┏━━
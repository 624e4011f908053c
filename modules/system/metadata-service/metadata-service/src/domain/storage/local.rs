use std::sync::Arc;

use async_trait::async_trait;
use metadata_service_sdk::{
    MetadataInfo, MetadataServiceError, MetadataStorage, ServiceQuery, ServiceUrl,
};
use parking_lot::RwLock;

use super::LOCAL_STORAGE;
use crate::domain::local_metadata::LocalMetadata;

/// Serves metadata straight from the in-process repository.
///
/// The last prepared snapshot is kept so a consumer holding its revision can
/// still fetch it after the live set has moved on.
pub struct LocalMetadataStorage {
    local: Arc<LocalMetadata>,
    prepared: RwLock<Option<MetadataInfo>>,
}

impl LocalMetadataStorage {
    #[must_use]
    pub fn new(local: Arc<LocalMetadata>) -> Self {
        Self {
            local,
            prepared: RwLock::new(None),
        }
    }
}

#[async_trait]
impl MetadataStorage for LocalMetadataStorage {
    fn kind(&self) -> &str {
        LOCAL_STORAGE
    }

    async fn prepare(&self, info: &MetadataInfo) -> Result<(), MetadataServiceError> {
        *self.prepared.write() = Some(info.clone());
        Ok(())
    }

    async fn lookup(&self, query: &ServiceQuery) -> Result<Vec<ServiceUrl>, MetadataServiceError> {
        Ok(self.local.lookup(query))
    }

    async fn metadata_info(
        &self,
        revision: Option<&str>,
    ) -> Result<Option<MetadataInfo>, MetadataServiceError> {
        let live = self.local.snapshot();
        let Some(revision) = revision else {
            return Ok(Some(live));
        };
        if live.revision == revision {
            return Ok(Some(live));
        }
        Ok(self
            .prepared
            .read()
            .as_ref()
            .filter(|info| info.revision == revision)
            .cloned())
    }
}

#[cfg(test)]
#[cfg_attr(coverage_nightly, coverage(off))]
mod tests {
    use super::*;

    fn url(port: u16) -> ServiceUrl {
        ServiceUrl::new("dubbo", "127.0.0.1", port, "demo.DemoService")
    }

    #[tokio::test]
    async fn test_reads_live_repository() {
        let local = Arc::new(LocalMetadata::new("app"));
        let storage = LocalMetadataStorage::new(Arc::clone(&local));

        local.add(url(2002));
        let urls = storage
            .lookup(&ServiceQuery::new("demo.DemoService"))
            .await
            .unwrap();
        assert_eq!(urls, vec![url(2002)]);
    }

    #[tokio::test]
    async fn test_prepared_revision_stays_reachable() {
        let local = Arc::new(LocalMetadata::new("app"));
        let storage = LocalMetadataStorage::new(Arc::clone(&local));

        local.add(url(2002));
        let first = local.snapshot();
        storage.prepare(&first).await.unwrap();
        local.add(url(2003));

        let old = storage.metadata_info(Some(&first.revision)).await.unwrap();
        assert_eq!(old, Some(first));

        let latest = storage.metadata_info(None).await.unwrap().unwrap();
        assert_eq!(latest.all_urls().count(), 2);

        assert!(storage.metadata_info(Some("deadbeef")).await.unwrap().is_none());
    }
}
┗━━
» Work instructions: In your answer, print every entry exactly as it appears.

» Task answer:
repository 624e4011f908053c
filename modules/system/metadata-service/metadata-service/src/domain/storage/local.rs
use std::sync::Arc;

use async_trait::async_trait;
use metadata_service_sdk::{
    MetadataInfo, MetadataServiceError, MetadataStorage, ServiceQuery, ServiceUrl,
};
use parking_lot::RwLock;

use super::LOCAL_STORAGE;
use crate::domain::local_metadata::LocalMetadata;

/// Serves metadata straight from the in-process repository.
///
/// The last prepared snapshot is kept so a consumer holding its revision can
/// still fetch it after the live set has moved on.
pub struct LocalMetadataStorage {
    local: Arc<LocalMetadata>,
    prepared: RwLock<Option<MetadataInfo>>,
}

impl LocalMetadataStorage {
    #[must_use]
    pub fn new(local: Arc<LocalMetadata>) -> Self {
        Self {
            local,
            prepared: RwLock::new(None),
        }
    }
}

#[async_trait]
impl MetadataStorage for LocalMetadataStorage {
    fn kind(&self) -> &str {
        LOCAL_STORAGE
    }

    async fn prepare(&self, info: &MetadataInfo) -> Result<(), MetadataServiceError> {
        *self.prepared.write() = Some(info.clone());
        Ok(())
    }

    async fn lookup(&self, query: &ServiceQuery) -> Result<Vec<ServiceUrl>, MetadataServiceError> {
        Ok(self.local.lookup(query))
    }

    async fn metadata_info(
        &self,
        revision: Option<&str>,
    ) -> Result<Option<MetadataInfo>, MetadataServiceError> {
        let live = self.local.snapshot();
        let Some(revision) = revision else {
            return Ok(Some(live));
        };
        if live.revision == revision {
            return Ok(Some(live));
        }
        Ok(self
            .prepared
            .read()
            .as_ref()
            .filter(|info| info.revision == revision)
            .cloned())
    }
}

#[cfg(test)]
#[cfg_attr(coverage_nightly, coverage(off))]
mod tests {
    use super::*;

    fn url(port: u16) -> ServiceUrl {
        ServiceUrl::new("dubbo", "127.0.0.1", port, "demo.DemoService")
    }

    #[tokio::test]
    async fn test_reads_live_repository() {
        let local = Arc::new(LocalMetadata::new("app"));
        let storage = LocalMetadataStorage::new(Arc::clone(&local));

        local.add(url(2002));
        let urls = storage
            .lookup(&ServiceQuery::new("demo.DemoService"))
            .await
            .unwrap();
        assert_eq!(urls, vec![url(2002)]);
    }

    #[tokio::test]
    async fn test_prepared_revision_stays_reachable() {
        let local = Arc::new(LocalMetadata::new("app"));
        let storage = LocalMetadataStorage::new(Arc::clone(&local));

        local.add(url(2002));
        let first = local.snapshot();
        storage.prepare(&first).await.unwrap();
        local.add(url(2003));

        let old = storage.metadata_info(Some(&first.revision)).await.unwrap();
        assert_eq!(old, Some(first));

        let latest = storage.metadata_info(None).await.unwrap().unwrap();
        assert_eq!(latest.all_urls().count(), 2);

        assert!(storage.metadata_info(Some("deadbeef")).await.unwrap().is_none());
    }
}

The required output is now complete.